The next season he again played every game (155 this time), finishing at .263
but with 24 home runs and 92 RBIs. He walked 112 times, and stole 20 bases.
Despite his fine play, however, the Braves finished fourth both seasons.
In 1951 the
Torgesons settled in Anna Maria, a sparsely populated coastal island in the Gulf
of Mexico, not far from the Braves’ spring training site of Bradenton, Florida.
Torgy spent many a winter golfing every day with his baseball friends. He
also loved to host barbecues, gatherings of friends and teammates eating ribs,
or lobsters shipped from Maine and prepared by Earl himself.
Despite his fairly
impressive statistics, in 1952 many fans and writers thought Torgeson would lose
the position to George
Crowe.
Torgy ended up getting most of the playing time, but had his
worst year in the majors – hitting .230 with just five home runs in 122 games.

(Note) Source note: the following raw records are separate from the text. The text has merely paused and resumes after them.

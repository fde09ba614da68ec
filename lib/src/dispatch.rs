//! Sequential dispatch of a batch.
//!
//! The dispatcher walks the batch in order and sends one entry at a time. A
//! single entry is in flight at any moment, so the per-entry states and the
//! counts derived from them can be read between ticks without locking.
//!
//! Failures fall in two classes. A per-entry failure is recorded on the entry
//! and the run moves on. A systemic failure (by default one that mentions
//! credentials, authentication or login) is taken to affect every entry that
//! has not completed yet: all of them are failed with the same message and the
//! run halts.

use std::sync::atomic::{AtomicBool, Ordering};
use std::sync::{Arc, Mutex, MutexGuard};
use std::time::Duration;

use chrono::Utc;
use tokio::sync::{broadcast, watch};
use tokio_util::sync::CancellationToken;
use tracing::Instrument;
use uuid::Uuid;

use crate::email::{SendOutcome, Sender, Template};
use crate::entry::{Counts, Entry, Status};
use crate::history::{self, Delta, HistorySink};
use crate::{ErrorKind, Result};

/// Substrings that mark a failure as systemic unless configured otherwise.
pub const DEFAULT_SYSTEMIC_SIGNALS: &[&str] = &["credentials", "authentication", "login"];

/// Error message recorded when the send boundary faults instead of reporting
/// an outcome.
pub const UNEXPECTED_FAILURE: &str = "Unexpected error while sending";

/// Message used when the transport fails without saying why.
pub const UNKNOWN_FAILURE: &str = "Failed to send";

/// Decides whether a failure message describes a systemic fault.
pub type SystemicPredicate = Arc<dyn Fn(&str) -> bool + Send + Sync>;

/// Predicate matching any of the given substrings, case-sensitively.
pub fn signals<S: AsRef<str>>(signals: &[S]) -> SystemicPredicate {
    let signals: Vec<String> = signals.iter().map(|s| s.as_ref().to_string()).collect();
    Arc::new(move |message: &str| signals.iter().any(|s| message.contains(s.as_str())))
}

#[derive(Clone)]
pub struct Options {
    /// Pause after each entry before the next one is started.
    pub delay: Duration,
    pub systemic: SystemicPredicate,
}

impl Default for Options {
    fn default() -> Self {
        Self {
            delay: Duration::from_millis(500),
            systemic: signals(DEFAULT_SYSTEMIC_SIGNALS),
        }
    }
}

impl From<&crate::config::Dispatch> for Options {
    fn from(config: &crate::config::Dispatch) -> Self {
        Self {
            delay: config.delay(),
            systemic: signals(&config.systemic_signals),
        }
    }
}

impl std::fmt::Debug for Options {
    fn fmt(&self, f: &mut std::fmt::Formatter<'_>) -> std::fmt::Result {
        f.debug_struct("Options")
            .field("delay", &self.delay)
            .finish_non_exhaustive()
    }
}

/// Result of a run.
#[derive(Clone, Debug, Default, PartialEq, Eq, Deserialize, Serialize)]
#[serde(rename_all = "camelCase")]
pub struct Summary {
    /// Entries in `success` across the whole batch after the run.
    pub success: usize,
    /// Entries in `error` across the whole batch after the run.
    pub error: usize,
    /// Entries left `pending`, only non-zero for cancelled runs.
    pub pending: usize,
    /// Every entry of the batch ended in `error`.
    pub all_failed: bool,
    /// Message of the systemic failure that halted the run.
    pub halted: Option<String>,
    pub cancelled: bool,
    /// Outcomes produced by this run alone, as reported to the history.
    pub run: Delta,
}

/// Observable run events, in the order they happen.
#[derive(Clone, Debug)]
pub enum Event {
    Started { total: usize, pending: usize },
    /// An entry changed state.
    Updated(Entry),
    /// A systemic failure failed `affected` unfinished entries at once.
    Halted { message: String, affected: usize },
    Drained(Summary),
}

#[derive(Copy, Clone, Debug, Default, PartialEq, Deserialize, Serialize)]
pub struct Progress {
    pub running: bool,
    pub counts: Counts,
    pub percent: f64,
}

impl Progress {
    pub fn of(entries: &[Entry], running: bool) -> Self {
        let counts = Counts::of(entries);
        Self {
            running,
            counts,
            percent: counts.percent(),
        }
    }
}

enum Attempt {
    Outcome(SendOutcome),
    Fault,
}

pub struct Dispatcher {
    sender: Arc<dyn Sender>,
    history: Option<Arc<dyn HistorySink>>,
    options: Options,

    running: AtomicBool,
    cancel: Mutex<CancellationToken>,

    events: broadcast::Sender<Event>,
    progress: watch::Sender<Progress>,
}

/// Clears the running flag however the run ends, including when its future
/// is dropped.
struct RunGuard<'a>(&'a AtomicBool);

impl Drop for RunGuard<'_> {
    fn drop(&mut self) {
        self.0.store(false, Ordering::SeqCst);
    }
}

impl Dispatcher {
    pub fn new(sender: Arc<dyn Sender>, options: Options) -> Self {
        let (events, _) = broadcast::channel(1024);
        let (progress, _) = watch::channel(Progress::default());
        Self {
            sender,
            history: None,
            options,
            running: AtomicBool::new(false),
            cancel: Mutex::new(CancellationToken::new()),
            events,
            progress,
        }
    }

    /// Sink receiving the counts of every run that made progress.
    pub fn with_history(mut self, history: Arc<dyn HistorySink>) -> Self {
        self.history = Some(history);
        self
    }

    pub fn options(&self) -> &Options {
        &self.options
    }

    pub fn subscribe(&self) -> broadcast::Receiver<Event> {
        self.events.subscribe()
    }

    pub fn progress(&self) -> watch::Receiver<Progress> {
        self.progress.subscribe()
    }

    pub fn is_running(&self) -> bool {
        self.running.load(Ordering::SeqCst)
    }

    /// Stops the active run once the entry in flight, if any, completes.
    /// Does nothing when no run is active.
    pub fn cancel(&self) {
        let token = self.token();
        if self.is_running() {
            token.cancel();
        }
    }

    fn token(&self) -> MutexGuard<'_, CancellationToken> {
        self.cancel
            .lock()
            .unwrap_or_else(|poisoned| poisoned.into_inner())
    }

    /// Sends every pending entry, in order.
    ///
    /// The exclusive borrow makes the dispatcher the only writer of the batch
    /// for the duration of the run. Fails with `RunInProgress` if another run
    /// is active on this dispatcher.
    pub async fn start(&self, entries: &mut [Entry], template: &Template) -> Result<Summary> {
        self.start_with(entries, template, CancellationToken::new())
            .await
    }

    /// Like [`Dispatcher::start`], stopping when `cancel` fires. A token
    /// cancelled before the run begins yields a run that sends nothing.
    pub async fn start_with(
        &self,
        entries: &mut [Entry],
        template: &Template,
        cancel: CancellationToken,
    ) -> Result<Summary> {
        {
            // `cancel()` holds the same lock, so it either sees no run or
            // this run's token.
            let mut current = self.token();
            if self
                .running
                .compare_exchange(false, true, Ordering::SeqCst, Ordering::SeqCst)
                .is_err()
            {
                return Err(ErrorKind::RunInProgress.into());
            }
            *current = cancel.clone();
        }
        let _guard = RunGuard(&self.running);

        let span = tracing::info_span!("dispatch", run = %Uuid::new_v4());
        Ok(self
            .run(entries, template.clone(), cancel)
            .instrument(span)
            .await)
    }

    /// Puts every failed entry back in the queue and starts a run. Entries
    /// that already succeeded are not sent again.
    pub async fn retry_failed(&self, entries: &mut [Entry], template: &Template) -> Result<Summary> {
        if self.is_running() {
            return Err(ErrorKind::RunInProgress.into());
        }
        for entry in entries.iter_mut().filter(|e| e.status == Status::Error) {
            entry.reset();
        }
        self.start(entries, template).await
    }

    async fn run(
        &self,
        entries: &mut [Entry],
        template: Template,
        cancel: CancellationToken,
    ) -> Summary {
        // Nothing can be in flight when a run begins; a `sending` entry is a
        // leftover of an interrupted run.
        for entry in entries.iter_mut().filter(|e| e.status == Status::Sending) {
            entry.reset();
        }

        let template = Arc::new(template);
        let mut delta = Delta::default();
        let mut halted = None;
        let mut cancelled = false;

        let start_counts = Counts::of(entries);
        tracing::info!(
            total = start_counts.total,
            pending = start_counts.pending,
            "dispatch run started"
        );
        self.emit(Event::Started {
            total: start_counts.total,
            pending: start_counts.pending,
        });
        self.publish(entries, true);

        loop {
            if cancel.is_cancelled() {
                cancelled = true;
                tracing::info!("dispatch run cancelled");
                break;
            }

            let Some(idx) = entries.iter().position(Entry::is_pending) else {
                break;
            };

            entries[idx].mark_sending();
            self.updated(entries, idx);
            tracing::debug!(entry = entries[idx].id, to = %entries[idx].email, "sending");

            let attempt = self.attempt(&entries[idx], &template).await;
            match attempt {
                Attempt::Outcome(SendOutcome::Sent) => {
                    entries[idx].mark_success(Utc::now());
                    delta = Delta::new(delta.success + 1, delta.failed);
                    self.updated(entries, idx);
                }
                Attempt::Outcome(SendOutcome::Failed(message)) if (self.options.systemic)(&message) => {
                    tracing::error!(entry = entries[idx].id, %message, "systemic failure, halting run");
                    let mut affected = 0;
                    for i in 0..entries.len() {
                        if matches!(entries[i].status, Status::Pending | Status::Sending) {
                            entries[i].mark_error(message.clone());
                            affected += 1;
                            self.updated(entries, i);
                        }
                    }
                    delta = Delta::new(delta.success, delta.failed + affected as u64);
                    self.emit(Event::Halted {
                        message: message.clone(),
                        affected,
                    });
                    halted = Some(message);
                    break;
                }
                Attempt::Outcome(SendOutcome::Failed(message)) => {
                    let message = if message.trim().is_empty() {
                        UNKNOWN_FAILURE.to_string()
                    } else {
                        message
                    };
                    tracing::warn!(entry = entries[idx].id, %message, "send failed");
                    entries[idx].mark_error(message);
                    delta = Delta::new(delta.success, delta.failed + 1);
                    self.updated(entries, idx);
                }
                Attempt::Fault => {
                    entries[idx].mark_error(UNEXPECTED_FAILURE);
                    delta = Delta::new(delta.success, delta.failed + 1);
                    self.updated(entries, idx);
                }
            }

            if !self.options.delay.is_zero() && entries.iter().any(Entry::is_pending) {
                tokio::select! {
                    _ = tokio::time::sleep(self.options.delay) => (),
                    _ = cancel.cancelled() => (),
                }
            }
        }

        self.drain(entries, delta, halted, cancelled)
    }

    /// Sends on a separate task, so a panicking transport is contained and
    /// shows up as a fault of this entry only.
    async fn attempt(&self, entry: &Entry, template: &Arc<Template>) -> Attempt {
        let sender = self.sender.clone();
        let recipient = entry.recipient();
        let template = template.clone();
        let task = tokio::spawn(async move { sender.send(&recipient, &template).await });

        match task.await {
            Ok(Ok(outcome)) => Attempt::Outcome(outcome),
            Ok(Err(e)) => {
                tracing::warn!(entry = entry.id, error = %e.kind, "send boundary faulted");
                Attempt::Fault
            }
            Err(e) => {
                tracing::error!(entry = entry.id, error = %e, "send task panicked");
                Attempt::Fault
            }
        }
    }

    fn drain(
        &self,
        entries: &[Entry],
        delta: Delta,
        halted: Option<String>,
        cancelled: bool,
    ) -> Summary {
        let counts = Counts::of(entries);
        let summary = Summary {
            success: counts.success,
            error: counts.error,
            pending: counts.pending,
            all_failed: counts.total > 0 && counts.error == counts.total,
            halted,
            cancelled,
            run: delta,
        };

        // A run that never got to send anything leaves no trace.
        if !delta.is_empty() {
            if let Some(history) = &self.history {
                if let Err(e) = history.record(history::today(), delta) {
                    tracing::error!(error = %e.kind, "failed recording send history");
                }
            }
        }

        tracing::info!(
            success = summary.success,
            error = summary.error,
            sent = delta.success,
            failed = delta.failed,
            "dispatch run drained"
        );
        self.publish(entries, false);
        self.emit(Event::Drained(summary.clone()));
        summary
    }

    fn updated(&self, entries: &[Entry], idx: usize) {
        self.emit(Event::Updated(entries[idx].clone()));
        self.publish(entries, true);
    }

    fn emit(&self, event: Event) {
        // No subscribers is fine.
        let _ = self.events.send(event);
    }

    fn publish(&self, entries: &[Entry], running: bool) {
        self.progress.send_replace(Progress::of(entries, running));
    }
}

After the season Earl was dealt to the Philadelphia Phillies in a complex
four-team swap also involving the Dodgers and Reds.
When
Torgy
retired from baseball, he briefly worked as a stockbroker with Mitchell Hutchins
Brokerage in Chicago. Soon after he owned and operated Camp Forsyte, a sports
camp for boys in Westfield, Wisconsin, which sponsored many underprivileged kids
from Chicago in addition to the paying campers. In 1965, Earl and Molly moved to
Everett, Washington, near where Earl had grown up.
Torgeson took a job
as director of parks for Snohomish County. When major league baseball arrived
briefly in Seattle in 1969,
Torgy was hired to manage the Newark Co-Pilots in
the New York Penn League that summer, and then the Clinton Pilots in the Midwest
League in 1970. He even suited up for the big-league Pilots as a batting coach
in the last few weeks of the ’69 season. Earl’s previous managerial experience
had been in Managua, Nicaragua, during a couple of winters in the late 1950s,
and this marked the end of his professional career.
Earl was elected a
county commissioner in 1972 and served four years. He later worked many years
with a timber company, and served as the county’s director of emergency
management for eight years.
In late September
1990 Earl Torgeson discovered he had leukemia, and he died just six weeks later, on
November 8, 1990, at his home in Everett, Washington.